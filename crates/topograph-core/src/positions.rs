//! Node position cache and its on-disk persistence

use std::collections::BTreeMap;
use std::path::{Path, PathBuf};

use serde::{Deserialize, Serialize};

use crate::error::{Result, ViewError};
use crate::scene::{Point, SceneSurface};

/// Cache directory: .topograph/
pub const CACHE_DIR: &str = ".topograph";

/// Position cache file
pub const POSITIONS_FILE: &str = "positions.json";

/// Get cache directory path
pub fn cache_dir(root: &Path) -> PathBuf {
    root.join(CACHE_DIR)
}

/// Get position cache file path
pub fn positions_path(root: &Path) -> PathBuf {
    root.join(CACHE_DIR).join(POSITIONS_FILE)
}

/// Last stabilized coordinate of each node, keyed by node id.
///
/// Serializes as a plain `{id: {x, y}}` record. Entries survive snapshot
/// replacement; only [`PositionCache::clear`] drops them.
#[derive(Debug, Clone, Default, PartialEq, Serialize, Deserialize)]
#[serde(transparent)]
pub struct PositionCache {
    entries: BTreeMap<String, Point>,
}

impl PositionCache {
    pub fn new() -> Self {
        Self::default()
    }

    pub fn is_empty(&self) -> bool {
        self.entries.is_empty()
    }

    pub fn len(&self) -> usize {
        self.entries.len()
    }

    pub fn get(&self, id: &str) -> Option<Point> {
        self.entries.get(id).copied()
    }

    pub fn contains(&self, id: &str) -> bool {
        self.entries.contains_key(id)
    }

    pub fn insert(&mut self, id: impl Into<String>, point: Point) {
        self.entries.insert(id.into(), point);
    }

    pub fn iter(&self) -> impl Iterator<Item = (&str, Point)> {
        self.entries.iter().map(|(id, p)| (id.as_str(), *p))
    }

    pub fn clear(&mut self) {
        self.entries.clear();
    }

    /// Record the current coordinate of every live node, overwriting prior
    /// entries. Returns false when the surface is gone.
    pub fn save<S: SceneSurface + ?Sized>(&mut self, scene: &S) -> bool {
        if !scene.is_alive() {
            tracing::debug!("Skipping position save on disposed scene");
            return false;
        }
        for id in scene.node_ids() {
            if let Some(point) = scene.position(&id) {
                self.entries.insert(id, point);
            }
        }
        true
    }

    /// Move every node with an entry to its cached coordinate.
    /// Returns the number of restored nodes.
    pub fn restore<S: SceneSurface + ?Sized>(&self, scene: &mut S) -> usize {
        if !scene.is_alive() {
            return 0;
        }
        let mut restored = 0;
        for id in scene.node_ids() {
            if let Some(point) = self.get(&id) {
                scene.set_position(&id, point);
                restored += 1;
            }
        }
        restored
    }

    /// Load a position file. A missing file is an empty cache.
    pub fn load(path: &Path) -> Result<Self> {
        if !path.exists() {
            return Ok(Self::new());
        }
        let text = std::fs::read_to_string(path).map_err(|source| ViewError::Read {
            path: path.to_path_buf(),
            source,
        })?;
        let cache: Self =
            serde_json::from_str(&text).map_err(|e| ViewError::json(path.display().to_string(), e))?;
        tracing::debug!("Loaded {} cached positions from {}", cache.len(), path.display());
        Ok(cache)
    }

    /// Write the cache to `path`, creating parent directories.
    pub fn persist(&self, path: &Path) -> Result<()> {
        let write_err = |source| ViewError::Write {
            path: path.to_path_buf(),
            source,
        };
        if let Some(parent) = path.parent() {
            if !parent.as_os_str().is_empty() && !parent.exists() {
                std::fs::create_dir_all(parent).map_err(write_err)?;
            }
        }
        let json = serde_json::to_string_pretty(self).map_err(|e| ViewError::json("position cache", e))?;
        std::fs::write(path, json).map_err(write_err)?;
        tracing::debug!("Persisted {} positions to {}", self.len(), path.display());
        Ok(())
    }

    /// Delete a persisted position file, if any.
    pub fn remove_file(path: &Path) -> Result<()> {
        if path.exists() {
            std::fs::remove_file(path).map_err(|source| ViewError::Write {
                path: path.to_path_buf(),
                source,
            })?;
        }
        Ok(())
    }
}

impl FromIterator<(String, Point)> for PositionCache {
    fn from_iter<T: IntoIterator<Item = (String, Point)>>(iter: T) -> Self {
        PositionCache {
            entries: iter.into_iter().collect(),
        }
    }
}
════════
= WHAT TO WORK ON =
Every line of the listing needs to be written out exactly.

= EXPECTED ANSWER =
filename crates/topograph-core/src/positions.rs
//! Node position cache and its on-disk persistence

use std::collections::BTreeMap;
use std::path::{Path, PathBuf};

use serde::{Deserialize, Serialize};

use crate::error::{Result, ViewError};
use crate::scene::{Point, SceneSurface};

/// Cache directory: .topograph/
pub const CACHE_DIR: &str = ".topograph";

/// Position cache file
pub const POSITIONS_FILE: &str = "positions.json";

/// Get cache directory path
pub fn cache_dir(root: &Path) -> PathBuf {
    root.join(CACHE_DIR)
}

/// Get position cache file path
pub fn positions_path(root: &Path) -> PathBuf {
    root.join(CACHE_DIR).join(POSITIONS_FILE)
}

/// Last stabilized coordinate of each node, keyed by node id.
///
/// Serializes as a plain `{id: {x, y}}` record. Entries survive snapshot
/// replacement; only [`PositionCache::clear`] drops them.
#[derive(Debug, Clone, Default, PartialEq, Serialize, Deserialize)]
#[serde(transparent)]
pub struct PositionCache {
    entries: BTreeMap<String, Point>,
}

impl PositionCache {
    pub fn new() -> Self {
        Self::default()
    }

    pub fn is_empty(&self) -> bool {
        self.entries.is_empty()
    }

    pub fn len(&self) -> usize {
        self.entries.len()
    }

    pub fn get(&self, id: &str) -> Option<Point> {
        self.entries.get(id).copied()
    }

    pub fn contains(&self, id: &str) -> bool {
        self.entries.contains_key(id)
    }

    pub fn insert(&mut self, id: impl Into<String>, point: Point) {
        self.entries.insert(id.into(), point);
    }

    pub fn iter(&self) -> impl Iterator<Item = (&str, Point)> {
        self.entries.iter().map(|(id, p)| (id.as_str(), *p))
    }

    pub fn clear(&mut self) {
        self.entries.clear();
    }

    /// Record the current coordinate of every live node, overwriting prior
    /// entries. Returns false when the surface is gone.
    pub fn save<S: SceneSurface + ?Sized>(&mut self, scene: &S) -> bool {
        if !scene.is_alive() {
            tracing::debug!("Skipping position save on disposed scene");
            return false;
        }
        for id in scene.node_ids() {
            if let Some(point) = scene.position(&id) {
                self.entries.insert(id, point);
            }
        }
        true
    }

    /// Move every node with an entry to its cached coordinate.
    /// Returns the number of restored nodes.
    pub fn restore<S: SceneSurface + ?Sized>(&self, scene: &mut S) -> usize {
        if !scene.is_alive() {
            return 0;
        }
        let mut restored = 0;
        for id in scene.node_ids() {
            if let Some(point) = self.get(&id) {
                scene.set_position(&id, point);
                restored += 1;
            }
        }
        restored
    }

    /// Load a position file. A missing file is an empty cache.
    pub fn load(path: &Path) -> Result<Self> {
        if !path.exists() {
            return Ok(Self::new());
        }
        let text = std::fs::read_to_string(path).map_err(|source| ViewError::Read {
            path: path.to_path_buf(),
            source,
        })?;
        let cache: Self =
            serde_json::from_str(&text).map_err(|e| ViewError::json(path.display().to_string(), e))?;
        tracing::debug!("Loaded {} cached positions from {}", cache.len(), path.display());
        Ok(cache)
    }

    /// Write the cache to `path`, creating parent directories.
    pub fn persist(&self, path: &Path) -> Result<()> {
        let write_err = |source| ViewError::Write {
            path: path.to_path_buf(),
            source,
        };
        if let Some(parent) = path.parent() {
            if !parent.as_os_str().is_empty() && !parent.exists() {
                std::fs::create_dir_all(parent).map_err(write_err)?;
            }
        }
        let json = serde_json::to_string_pretty(self).map_err(|e| ViewError::json("position cache", e))?;
        std::fs::write(path, json).map_err(write_err)?;
        tracing::debug!("Persisted {} positions to {}", self.len(), path.display());
        Ok(())
    }

    /// Delete a persisted position file, if any.
    pub fn remove_file(path: &Path) -> Result<()> {
        if path.exists() {
            std::fs::remove_file(path).map_err(|source| ViewError::Write {
                path: path.to_path_buf(),
                source,
            })?;
        }
        Ok(())
    }
}

impl FromIterator<(String, Point)> for PositionCache {
    fn from_iter<T: IntoIterator<Item = (String, Point)>>(iter: T) -> Self {
        PositionCache {
            entries: iter.into_iter().collect(),
        }
    }
}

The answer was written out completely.